The state’s inaction allows communal tensions and religious atrocities to flourish--such as the 1997 incident in Shantinagar, where an anti-Christian riot left approximately 15,000 Christians homeless. This approach serves to distract people from demanding that their government give them democratic rights and improved economic conditions. Imposing draconian religious laws and allowing fanatical elements to act with impunity threatens the institutions that are necessary for a thriving modern nation. In the long run, these laws hurt the regime itself.
One of the most visible but least advisable ways to assist those fighting to repeal PPC 295 would be for the U.S. to apply sanctions against Pakistan, such as those proposed by the Wolf-Specter Freedom from Religious Persecution Act. Sanctions could further harm religious minorities, who are likely to become scapegoats for the worsening economic situation that any effective sanctions would produce.
In addition, sanctions are usually applied only against enemies. The U.S. has tended to turn a blind eye toward reprehensible activities committed by those whom it has considered valuable for geopolitical and ideological reasons, even in Pakistan.

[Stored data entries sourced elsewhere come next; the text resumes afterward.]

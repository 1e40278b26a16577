//! AppContext over a real SQLite store.

use std::sync::Arc;

use async_trait::async_trait;
use facturador_core::{CompanyId, DocumentType, SequenceState, TaxConfigUpdate};
use facturador_engine::{
    AppContext, EngineError, EngineResult, FacturadorConfig, NextNumberRequest, RemoteSequence,
    SequenceService,
};
use facturador_store::{Database, DbConfig, KeyValueStore, SharedStore, BILLING_CONFIG_KEY};

struct Offline;

#[async_trait]
impl SequenceService for Offline {
    async fn next_number(&self, _: &NextNumberRequest) -> EngineResult<String> {
        Err(EngineError::RemoteUnavailable("offline".into()))
    }

    async fn list_sequences(&self, _: &CompanyId) -> EngineResult<Vec<RemoteSequence>> {
        Err(EngineError::RemoteUnavailable("offline".into()))
    }
}

fn config_with_company(company: Option<&str>) -> FacturadorConfig {
    let mut config = FacturadorConfig::default();
    config.company.active_id = company.map(str::to_string);
    config
}

async fn sqlite_store() -> (Database, SharedStore) {
    let db = Database::new(DbConfig::in_memory()).await.unwrap();
    let store: SharedStore = Arc::new(db.kv());
    (db, store)
}

#[tokio::test]
async fn test_fallback_numbers_persist_in_sqlite() {
    let (_db, store) = sqlite_store().await;
    let ctx = AppContext::with_parts(config_with_company(Some("7")), store.clone(), Arc::new(Offline))
        .await
        .unwrap();

    ctx.allocator()
        .update_series(DocumentType::Boletas, "B003", 10)
        .await
        .unwrap();

    assert_eq!(ctx.next_number(DocumentType::Boletas).await.unwrap(), "B003-000010");
    assert_eq!(ctx.next_number(DocumentType::Boletas).await.unwrap(), "B003-000011");
    assert!(!ctx.check_sequences().await);

    // A second context over the same store continues the sequence.
    let again = AppContext::with_parts(config_with_company(Some("7")), store, Arc::new(Offline))
        .await
        .unwrap();
    assert_eq!(
        again.allocator().local_state(DocumentType::Boletas).await.unwrap(),
        SequenceState::new("B003", 12)
    );
}

#[tokio::test]
async fn test_no_active_company() {
    let (_db, store) = sqlite_store().await;
    let ctx = AppContext::with_parts(config_with_company(None), store, Arc::new(Offline))
        .await
        .unwrap();

    let err = ctx.next_number(DocumentType::Facturas).await.unwrap_err();
    assert!(err.is_missing_company());
    assert!(!ctx.check_sequences().await);
}

#[tokio::test]
async fn test_rate_change_reaches_every_calculator_and_next_start() {
    let (_db, store) = sqlite_store().await;
    let ctx = AppContext::with_parts(config_with_company(Some("7")), store.clone(), Arc::new(Offline))
        .await
        .unwrap();
    let form = ctx.new_tax_calculator();

    assert_eq!(form.calculate_igv(1000.0), 180.0);

    ctx.tax()
        .update_tax_config(TaxConfigUpdate::rate(0.10))
        .await
        .unwrap();

    assert_eq!(form.calculate_igv(100.0), 100.0 * 0.10);
    assert_eq!(form.tax_config().igv_rate, 0.10);
    assert_eq!(
        store.get(BILLING_CONFIG_KEY).await.unwrap().as_deref(),
        Some(r#"{"igv":10}"#)
    );

    let restarted = AppContext::with_parts(config_with_company(Some("7")), store, Arc::new(Offline))
        .await
        .unwrap();
    assert_eq!(restarted.tax().tax_config().igv_rate, 0.10);
}

#[tokio::test]
async fn test_unreadable_billing_config_does_not_block_startup() {
    let (_db, store) = sqlite_store().await;
    store
        .set(BILLING_CONFIG_KEY, r#"{"igv":"dieciocho","ruc":"20123456789"}"#)
        .await
        .unwrap();

    let ctx = AppContext::with_parts(config_with_company(Some("7")), store.clone(), Arc::new(Offline))
        .await
        .unwrap();

    assert_eq!(ctx.tax().tax_config().igv_rate, 0.18);
    assert_eq!(ctx.next_number(DocumentType::Facturas).await.unwrap(), "F001-000001");

    // The next rate change repairs the document and keeps the other fields.
    ctx.tax()
        .update_tax_config(TaxConfigUpdate::rate(0.10))
        .await
        .unwrap();
    assert_eq!(
        store.get(BILLING_CONFIG_KEY).await.unwrap().as_deref(),
        Some(r#"{"igv":10,"ruc":"20123456789"}"#)
    );
}

#[tokio::test]
async fn test_build_opens_database_file() {
    let dir = std::env::temp_dir().join(format!("facturador-ctx-{}", std::process::id()));
    let _ = std::fs::remove_dir_all(&dir);

    let mut config = config_with_company(Some("7"));
    config.storage.database_path = Some(dir.join("nested").join("facturador.db"));
    config.api.base_url = "http://127.0.0.1:9".into();
    config.api.request_timeout_secs = 2;

    let ctx = AppContext::build(config).await.unwrap();
    assert_eq!(ctx.next_number(DocumentType::Facturas).await.unwrap(), "F001-000001");
    ctx.shutdown().await;

    assert!(dir.join("nested").join("facturador.db").exists());
    let _ = std::fs::remove_dir_all(&dir);
}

Because Zia was a great U.S. ally during the Soviet occupation of Afghanistan, his draconian legal measures, obscurantist Islamization project, and persecution of religious minorities were all overlooked. Even in nations like Pakistan, where Machiavellian deals with repressive regimes have been made in the past, the only way now to help stop the repression and persecution may be to encourage the growth of a democratic and tolerant civil society.

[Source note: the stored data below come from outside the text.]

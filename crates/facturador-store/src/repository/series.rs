//! # Series Repository
//!
//! Local series and counters used when the remote sequence service is
//! unreachable.
//!
//! Each document type lives under its own key, `document_series:{type}`,
//! holding `{"series": "F001", "counter": 42}`. A type that was never
//! written reads as its default series with counter 1.

use facturador_core::{DocumentType, SequenceState};
use tracing::debug;

use crate::error::StoreResult;
use crate::kv::{get_json, set_json, SharedStore};

/// Key prefix for per-type series documents.
pub const SERIES_KEY_PREFIX: &str = "document_series";

/// Store key for `doc_type`'s series document.
pub fn series_key(doc_type: DocumentType) -> String {
    format!("{}:{}", SERIES_KEY_PREFIX, doc_type.key())
}

/// Repository for local series state.
#[derive(Clone)]
pub struct SeriesRepository {
    store: SharedStore,
}

impl SeriesRepository {
    pub fn new(store: SharedStore) -> Self {
        SeriesRepository { store }
    }

    /// Current state for `doc_type`, or its initial state if none is stored.
    pub async fn get(&self, doc_type: DocumentType) -> StoreResult<SequenceState> {
        let stored: Option<SequenceState> =
            get_json(self.store.as_ref(), &series_key(doc_type)).await?;
        Ok(stored.unwrap_or_else(|| SequenceState::initial(doc_type)))
    }

    /// Replaces the stored state for `doc_type`.
    pub async fn put(&self, doc_type: DocumentType, state: &SequenceState) -> StoreResult<()> {
        debug!(
            doc_type = %doc_type,
            series = %state.series,
            counter = state.counter,
            "Persisting local series"
        );
        set_json(self.store.as_ref(), &series_key(doc_type), state).await
    }

    /// State of every document type, in [`DocumentType::ALL`] order.
    pub async fn all(&self) -> StoreResult<Vec<(DocumentType, SequenceState)>> {
        let mut out = Vec::with_capacity(DocumentType::ALL.len());
        for doc_type in DocumentType::ALL {
            out.push((doc_type, self.get(doc_type).await?));
        }
        Ok(out)
    }
}

impl std::fmt::Debug for SeriesRepository {
    fn fmt(&self, f: &mut std::fmt::Formatter<'_>) -> std::fmt::Result {
        f.debug_struct("SeriesRepository").finish_non_exhaustive()
    }
}

#[cfg(test)]
mod tests {
    use super::*;
    use crate::kv::KeyValueStore;
    use crate::memory::MemoryStore;
    use std::sync::Arc;

    #[test]
    fn test_series_key() {
        assert_eq!(series_key(DocumentType::Facturas), "document_series:facturas");
        assert_eq!(
            series_key(DocumentType::NotasCredito),
            "document_series:notasCredito"
        );
    }

    #[tokio::test]
    async fn test_missing_type_reads_as_default() {
        let repo = SeriesRepository::new(Arc::new(MemoryStore::new()));

        assert_eq!(
            repo.get(DocumentType::Boletas).await.unwrap(),
            SequenceState::new("B001", 1)
        );
    }

    #[tokio::test]
    async fn test_put_only_touches_its_own_key() {
        let store = Arc::new(MemoryStore::new());
        let repo = SeriesRepository::new(store.clone());

        repo.put(DocumentType::Facturas, &SequenceState::new("F002", 40))
            .await
            .unwrap();

        assert_eq!(
            repo.get(DocumentType::Facturas).await.unwrap(),
            SequenceState::new("F002", 40)
        );
        assert_eq!(
            repo.get(DocumentType::Boletas).await.unwrap(),
            SequenceState::initial(DocumentType::Boletas)
        );
        assert_eq!(store.len().await, 1);
        assert!(store
            .get("document_series:facturas")
            .await
            .unwrap()
            .is_some());
    }

    #[tokio::test]
    async fn test_all_lists_every_type() {
        let repo = SeriesRepository::new(Arc::new(MemoryStore::new()));
        let all = repo.all().await.unwrap();

        assert_eq!(all.len(), DocumentType::ALL.len());
        assert_eq!(all[0].0, DocumentType::ALL[0]);
    }
}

There are various ways for U.S. Christians to become involved in this issue. One is to lobby the Senate not to pass a companion to the House-passed Wolf-Specter bill. A second is to join the South Asia Rapid Action Network (SARAN) of Amnesty International, which through letters, faxes and telegrams can quickly respond to human rights emergencies.
Finally, getting blasphemy cases dropped depends upon the ability of human rights organizations to identify and verify the facts of a case so that they can publicize it accurately. Funds to do this are always needed both by international human rights organizations and by groups operating within the country. The Human Rights Commission of Pakistan is one source of independent verification. Christian churches in Pakistan are now setting up a second source, a central archive devoted exclusively to tracking all blasphemy cases.